How many sleepless hours can a soldier endure during a combat-ready state?

 

Lack of sleep rapidly decreases your mental capabilities. After only one “white night” (without sleep), you already start to forget things. Of course, this can be very bad in combat:

During a sleepless week in combat, I once forgot where I had placed an anti personnel mine that I had planted only minutes earlier. Lucky for me, instead of activating the mine, the tripwire dragged the whole mine out of the ground. When I finally realized that there was something on my leg and looked behind me, I saw that I was walking around with an anti personnel mine dragging behind me.

The worst thing is that you often do not realize in what state you are. You drink some coffee and feel physically fit, but in reality, your brain doesn’t work like it should.
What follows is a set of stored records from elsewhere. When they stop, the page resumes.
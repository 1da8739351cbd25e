//! Statement execution with cancellation checks and error context.

use relmodel_core::{Connection, Cx, Error, ExecResult, FieldDescriptor, Model, ModelDescriptor, Result, Row, Value};

pub(crate) fn fetch<C: Connection + ?Sized>(
    cx: &Cx,
    conn: &C,
    sql: &str,
    params: &[Value],
) -> Result<Vec<Row>> {
    cx.checkpoint()?;
    tracing::debug!(sql = %sql, params = params.len(), "Executing query");
    conn.query(cx, sql, params)
        .map_err(|e| e.with_statement(sql, params))
}

pub(crate) fn execute<C: Connection + ?Sized>(
    cx: &Cx,
    conn: &C,
    sql: &str,
    params: &[Value],
) -> Result<ExecResult> {
    cx.checkpoint()?;
    tracing::debug!(sql = %sql, params = params.len(), "Executing statement");
    let result = conn
        .execute(cx, sql, params)
        .map_err(|e| e.with_statement(sql, params))?;
    tracing::trace!(
        rows_affected = result.rows_affected,
        last_insert_id = result.last_insert_id,
        "Statement done"
    );
    Ok(result)
}

/// Copy one row into `record`, column by column.
pub(crate) fn hydrate(
    d: &ModelDescriptor,
    record: &mut dyn Model,
    fields: &[&FieldDescriptor],
    row: Row,
) -> Result<()> {
    for (field, value) in fields.iter().zip(row.into_values()) {
        d.set_value(record, field, value)?;
    }
    Ok(())
}

/// Single integer result of a `COUNT(*)` query.
pub(crate) fn scalar_count(rows: &[Row]) -> Result<i64> {
    rows.first()
        .and_then(|row| row.get(0))
        .and_then(Value::as_i64)
        .ok_or_else(|| Error::Custom("count query returned no integer".to_string()))
}
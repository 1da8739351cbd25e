//! Relation loader (read path).
//!
//! Selects records of one type and fills their relation fields, hop by hop,
//! until the remaining depth reaches zero:
//!
//! - `has_one`: a zero foreign key leaves the slot empty; otherwise the
//!   target is selected by primary key.
//! - `has_many`: targets whose back-reference column holds the parent's key.
//! - `many_to_many`: target keys are read from the junction table first; no
//!   links means an empty collection and no target query.

use crate::exec::{fetch, hydrate};
use crate::guard::ResolutionGuard;
use relmodel_core::{
    Connection, Cx, Error, FieldDescriptor, FieldValue, Model, ModelDescriptor, RelationInfo,
    RelationKind, Result, Value,
};
use relmodel_query::{Cond, Options, SelectBuilder, Where, junction_select};

/// Select records of `d`'s type and load their relations to
/// `options.relation_depth`.
pub fn select_records<C: Connection + ?Sized>(
    cx: &Cx,
    conn: &C,
    d: &ModelDescriptor,
    options: &Options,
    guard: &mut ResolutionGuard,
) -> Result<Vec<Box<dyn Model>>> {
    let select = SelectBuilder::new(d, options);
    let (sql, params) = select.build()?;
    let fields = select.fields();
    let rows = fetch(cx, conn, &sql, &params)?;

    let mut records = Vec::with_capacity(rows.len());
    for row in rows {
        let mut record = d.schema.create();
        hydrate(d, record.as_mut(), &fields, row)?;
        load_relations(cx, conn, d, record.as_mut(), options.relation_depth, guard)?;
        records.push(record);
    }
    Ok(records)
}

/// Fill every relation field of `record`, recursing with `depth - 1`.
pub fn load_relations<C: Connection + ?Sized>(
    cx: &Cx,
    conn: &C,
    d: &ModelDescriptor,
    record: &mut dyn Model,
    depth: u32,
    guard: &mut ResolutionGuard,
) -> Result<()> {
    if depth == 0 || d.relations().next().is_none() {
        return Ok(());
    }
    let identity = d.identity(record)?;
    guard.enter(d.table(), &identity, depth)?;
    let result = load_each(cx, conn, d, record, &identity, depth, guard);
    guard.leave(d.table(), &identity, depth);
    result
}

fn load_each<C: Connection + ?Sized>(
    cx: &Cx,
    conn: &C,
    d: &ModelDescriptor,
    record: &mut dyn Model,
    identity: &[Value],
    depth: u32,
    guard: &mut ResolutionGuard,
) -> Result<()> {
    for (field, info) in d.relations() {
        let target = info.target.describe()?;
        let child = Options::bare().with_depth(depth - 1);
        tracing::trace!(
            model = d.model_name(),
            field = field.name,
            relation = info.kind.name(),
            depth = depth,
            "Loading relation"
        );

        match &info.kind {
            RelationKind::HasOne => {
                let key = d.value_of(record, field)?;
                if key.is_zero() {
                    continue;
                }
                let options = child.with_where(target_key_filter(info, vec![key]));
                let found = select_records(cx, conn, target, &options, guard)?
                    .into_iter()
                    .next();
                if let Some(found) = found {
                    assign_one(d, record, field, found)?;
                }
            }
            RelationKind::HasMany { back_column, .. } => {
                let records = if identity.iter().all(Value::is_zero) {
                    Vec::new()
                } else {
                    let filter =
                        Where::new().with(back_column.as_str(), Cond::List(identity.to_vec()));
                    select_records(cx, conn, target, &child.with_where(filter), guard)?
                };
                assign_many(d, record, field, records)?;
            }
            RelationKind::ManyToMany(junction) => {
                let (sql, params) = junction_select(junction, identity)?;
                let keys: Vec<Value> = fetch(cx, conn, &sql, &params)?
                    .into_iter()
                    .flat_map(|row| row.into_values())
                    .map(Value::normalized)
                    .collect();
                let records = if keys.is_empty() {
                    Vec::new()
                } else {
                    let options = child.with_where(target_key_filter(info, keys));
                    select_records(cx, conn, target, &options, guard)?
                };
                assign_many(d, record, field, records)?;
            }
        }
    }
    Ok(())
}

/// `key IN (...)`, or a tuple match over `a,b` for composite target keys.
fn target_key_filter(info: &RelationInfo, keys: Vec<Value>) -> Where {
    let columns: Vec<&str> = info.target_keys.iter().map(|k| k.column.as_str()).collect();
    Where::new().with(columns.join(","), Cond::List(keys))
}

fn assign_one(
    d: &ModelDescriptor,
    record: &mut dyn Model,
    field: &FieldDescriptor,
    found: Box<dyn Model>,
) -> Result<()> {
    let slot = slot_of(d, record, field)?;
    if slot.set_related(Some(found)) {
        Ok(())
    } else {
        Err(mismatch(d, field))
    }
}

fn assign_many(
    d: &ModelDescriptor,
    record: &mut dyn Model,
    field: &FieldDescriptor,
    records: Vec<Box<dyn Model>>,
) -> Result<()> {
    let slot = slot_of(d, record, field)?;
    if slot.set_related_many(records) {
        Ok(())
    } else {
        Err(mismatch(d, field))
    }
}

pub(crate) fn slot_of<'r>(
    d: &ModelDescriptor,
    record: &'r mut dyn Model,
    field: &FieldDescriptor,
) -> Result<&'r mut dyn FieldValue> {
    record.field_mut(field.name).ok_or_else(|| {
        Error::Custom(format!(
            "record of type {} does not expose field {}",
            d.model_name(),
            field.name
        ))
    })
}

fn mismatch(d: &ModelDescriptor, field: &FieldDescriptor) -> Error {
    Error::Custom(format!(
        "{}.{} rejected records of its declared target type",
        d.model_name(),
        field.name
    ))
}
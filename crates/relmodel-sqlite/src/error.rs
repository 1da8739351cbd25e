//! Mapping from `rusqlite` failures to relmodel errors.

use relmodel_core::{ConstraintKind, Cx, Error, QueryError, QueryErrorKind};
use rusqlite::ErrorCode;

/// Classify a driver failure.
///
/// `cx` is the token the statement ran under; an interrupted statement is
/// reported as cancelled or timed out depending on its state.
pub fn map_error(err: rusqlite::Error, cx: Option<&Cx>) -> Error {
    let (kind, code, message) = match &err {
        rusqlite::Error::SqliteFailure(failure, message) => {
            let kind = if failure.code == ErrorCode::OperationInterrupted {
                match cx {
                    Some(cx) if cx.is_cancelled() => QueryErrorKind::Cancelled,
                    _ => QueryErrorKind::Timeout,
                }
            } else {
                ConstraintKind::from_extended_code(failure.extended_code)
                    .map_or(QueryErrorKind::Database, QueryErrorKind::Constraint)
            };
            let message = message.clone().unwrap_or_else(|| failure.to_string());
            (kind, Some(failure.extended_code), message)
        }
        other => (QueryErrorKind::Database, None, other.to_string()),
    };

    tracing::debug!(kind = ?kind, code = ?code, message = %message, "SQLite error");
    let mut query = QueryError::new(kind, message);
    query.code = code;
    query.source = Some(Box::new(err));
    Error::Query(query)
}
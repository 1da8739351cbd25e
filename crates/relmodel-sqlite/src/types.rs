//! Conversion between relmodel values and SQLite storage classes.

use relmodel_core::Value;
use rusqlite::types::{ToSql, ToSqlOutput, ValueRef};

/// A borrowed parameter bound by position.
#[derive(Debug, Clone, Copy)]
pub struct SqlParam<'a>(pub &'a Value);

impl ToSql for SqlParam<'_> {
    fn to_sql(&self) -> rusqlite::Result<ToSqlOutput<'_>> {
        let value = match self.0 {
            Value::Null => ValueRef::Null,
            Value::Bool(b) => ValueRef::Integer(i64::from(*b)),
            Value::Integer(i) => ValueRef::Integer(*i),
            Value::Real(f) => ValueRef::Real(*f),
            Value::Text(s) => ValueRef::Text(s.as_bytes()),
            Value::Blob(b) => ValueRef::Blob(b),
        };
        Ok(ToSqlOutput::Borrowed(value))
    }
}

/// Copy a column value out of a result row.
///
/// Text that is not valid UTF-8 is decoded lossily.
pub fn from_value_ref(value: ValueRef<'_>) -> Value {
    match value {
        ValueRef::Null => Value::Null,
        ValueRef::Integer(i) => Value::Integer(i),
        ValueRef::Real(f) => Value::Real(f),
        ValueRef::Text(bytes) => Value::Text(String::from_utf8_lossy(bytes).into_owned()),
        ValueRef::Blob(bytes) => Value::Blob(bytes.to_vec()),
    }
}

#[cfg(test)]
mod tests {
    use super::*;

    #[test]
    fn test_bool_binds_as_integer() {
        let value = Value::Bool(true);
        let param = SqlParam(&value);
        let out = param.to_sql().unwrap();
        assert!(matches!(out, ToSqlOutput::Borrowed(ValueRef::Integer(1))));
    }

    #[test]
    fn test_read_back_storage_classes() {
        assert_eq!(from_value_ref(ValueRef::Null), Value::Null);
        assert_eq!(from_value_ref(ValueRef::Integer(4)), Value::Integer(4));
        assert_eq!(
            from_value_ref(ValueRef::Text(b"abc")),
            Value::Text("abc".into())
        );
        assert_eq!(
            from_value_ref(ValueRef::Blob(&[1, 2])),
            Value::Blob(vec![1, 2])
        );
    }
}
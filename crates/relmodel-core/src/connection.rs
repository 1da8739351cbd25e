//! Database connection trait and the per-call context token.
//!
//! Every public operation takes a [`Cx`] first. It carries an optional
//! deadline and a shared cancellation flag; drivers check it between
//! statements and while a statement is running.

use crate::error::{Error, QueryError, QueryErrorKind, Result};
use crate::row::Row;
use crate::value::Value;
use std::sync::Arc;
use std::sync::atomic::{AtomicBool, Ordering};
use std::time::{Duration, Instant};

// ============================================================================
// Cx
// ============================================================================

/// Cancellation and deadline token for one logical operation.
///
/// Cloning a `Cx` shares its cancellation flag.
#[derive(Debug, Clone, Default)]
pub struct Cx {
    deadline: Option<Instant>,
    cancelled: Arc<AtomicBool>,
}

impl Cx {
    /// A context with no deadline.
    pub fn new() -> Self {
        Self::default()
    }

    /// A context that expires `timeout` from now.
    pub fn with_timeout(timeout: Duration) -> Self {
        Self {
            deadline: Instant::now().checked_add(timeout),
            cancelled: Arc::default(),
        }
    }

    /// A context that expires at `deadline`.
    pub fn with_deadline(deadline: Instant) -> Self {
        Self {
            deadline: Some(deadline),
            cancelled: Arc::default(),
        }
    }

    /// Derive a context sharing this one's cancellation flag, whose deadline
    /// is the earlier of the parent's and `timeout` from now.
    #[must_use]
    pub fn child(&self, timeout: Option<Duration>) -> Self {
        let own = timeout.and_then(|t| Instant::now().checked_add(t));
        let deadline = match (self.deadline, own) {
            (Some(a), Some(b)) => Some(a.min(b)),
            (a, b) => a.or(b),
        };
        Self {
            deadline,
            cancelled: Arc::clone(&self.cancelled),
        }
    }

    /// Request cancellation.
    pub fn cancel(&self) {
        self.cancelled.store(true, Ordering::SeqCst);
    }

    /// A handle that can cancel this context from another thread.
    pub fn cancel_handle(&self) -> CancelHandle {
        CancelHandle {
            cancelled: Arc::clone(&self.cancelled),
        }
    }

    pub fn is_cancelled(&self) -> bool {
        self.cancelled.load(Ordering::SeqCst)
    }

    pub fn deadline(&self) -> Option<Instant> {
        self.deadline
    }

    /// Whether the deadline has passed.
    pub fn is_expired(&self) -> bool {
        self.deadline.is_some_and(|d| Instant::now() >= d)
    }

    /// Fail with a cancellation error if this context is done.
    pub fn checkpoint(&self) -> Result<()> {
        if self.is_cancelled() {
            return Err(Error::Query(QueryError::new(
                QueryErrorKind::Cancelled,
                "operation cancelled",
            )));
        }
        if self.is_expired() {
            return Err(Error::Query(QueryError::new(
                QueryErrorKind::Timeout,
                "operation timed out",
            )));
        }
        Ok(())
    }

    /// A context for tests: no deadline, never cancelled unless asked.
    pub fn for_testing() -> Self {
        Self::new()
    }
}

/// Cancels the `Cx` it was taken from.
#[derive(Debug, Clone)]
pub struct CancelHandle {
    cancelled: Arc<AtomicBool>,
}

impl CancelHandle {
    pub fn cancel(&self) {
        self.cancelled.store(true, Ordering::SeqCst);
    }
}

// ============================================================================
// Connection
// ============================================================================

/// Outcome of a write statement.
#[derive(Debug, Clone, Copy, Default, PartialEq, Eq)]
pub struct ExecResult {
    pub rows_affected: u64,
    /// Row id produced by this statement, or 0 when it inserted nothing.
    pub last_insert_id: i64,
}

/// A database connection.
///
/// Implementations must report `last_insert_id` only for rows inserted by
/// the statement itself. An upsert that took its update path reports 0.
pub trait Connection {
    /// Run a statement that returns rows.
    fn query(&self, cx: &Cx, sql: &str, params: &[Value]) -> Result<Vec<Row>>;

    /// Run a statement that does not return rows.
    fn execute(&self, cx: &Cx, sql: &str, params: &[Value]) -> Result<ExecResult>;
}

impl<C: Connection + ?Sized> Connection for &C {
    fn query(&self, cx: &Cx, sql: &str, params: &[Value]) -> Result<Vec<Row>> {
        (**self).query(cx, sql, params)
    }

    fn execute(&self, cx: &Cx, sql: &str, params: &[Value]) -> Result<ExecResult> {
        (**self).execute(cx, sql, params)
    }
}
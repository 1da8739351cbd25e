//! Scripted connection for unit tests.

use relmodel_core::{Connection, Cx, ExecResult, Result, Row, Value};
use std::cell::RefCell;
use std::collections::VecDeque;
use std::sync::Arc;

/// Records every statement and answers from scripted queues.
///
/// Queries pop the next queued row set (empty when none is queued). Writes
/// pop the next queued result, defaulting to one affected row and no row id.
#[derive(Default)]
pub struct MockConnection {
    pub log: RefCell<Vec<(String, Vec<Value>)>>,
    rows: RefCell<VecDeque<Vec<Vec<Value>>>>,
    results: RefCell<VecDeque<ExecResult>>,
}

impl MockConnection {
    pub fn new() -> Self {
        Self::default()
    }

    pub fn push_rows(&self, rows: Vec<Vec<Value>>) {
        self.rows.borrow_mut().push_back(rows);
    }

    pub fn push_result(&self, rows_affected: u64, last_insert_id: i64) {
        self.results.borrow_mut().push_back(ExecResult {
            rows_affected,
            last_insert_id,
        });
    }

    pub fn statements(&self) -> Vec<String> {
        self.log.borrow().iter().map(|(sql, _)| sql.clone()).collect()
    }

    pub fn params(&self, index: usize) -> Vec<Value> {
        self.log.borrow()[index].1.clone()
    }
}

impl Connection for MockConnection {
    fn query(&self, _cx: &Cx, sql: &str, params: &[Value]) -> Result<Vec<Row>> {
        self.log.borrow_mut().push((sql.to_string(), params.to_vec()));
        let rows = self.rows.borrow_mut().pop_front().unwrap_or_default();
        Ok(rows
            .into_iter()
            .map(|values| {
                let columns: Arc<[String]> =
                    (0..values.len()).map(|i| format!("c{i}")).collect();
                Row::new(columns, values)
            })
            .collect())
    }

    fn execute(&self, _cx: &Cx, sql: &str, params: &[Value]) -> Result<ExecResult> {
        self.log.borrow_mut().push((sql.to_string(), params.to_vec()));
        Ok(self.results.borrow_mut().pop_front().unwrap_or(ExecResult {
            rows_affected: 1,
            last_insert_id: 0,
        }))
    }
}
While soldiers can cope relatively well with physical exhaustion, they have more problems with mental fatigue: Canadian soldiers during a break.

There is no real limit on how long a soldier can stay awake, some might go without sleep for up to seventy two hours, but combat readiness and efficiency already decrease after being awake for twenty four hours.

Good military leaders will tolerate a night without sleep for their soldiers, an occurrence which is quite normal in the field, but after thirty six or forty eight hours without a nap, you better relieve your troops and send them to rest.

It’s not about how much your soldiers can go without sleep, but at what point their efficiency has decreased to a level where they have such a limited combat worth that sending them into combat could only result in failure.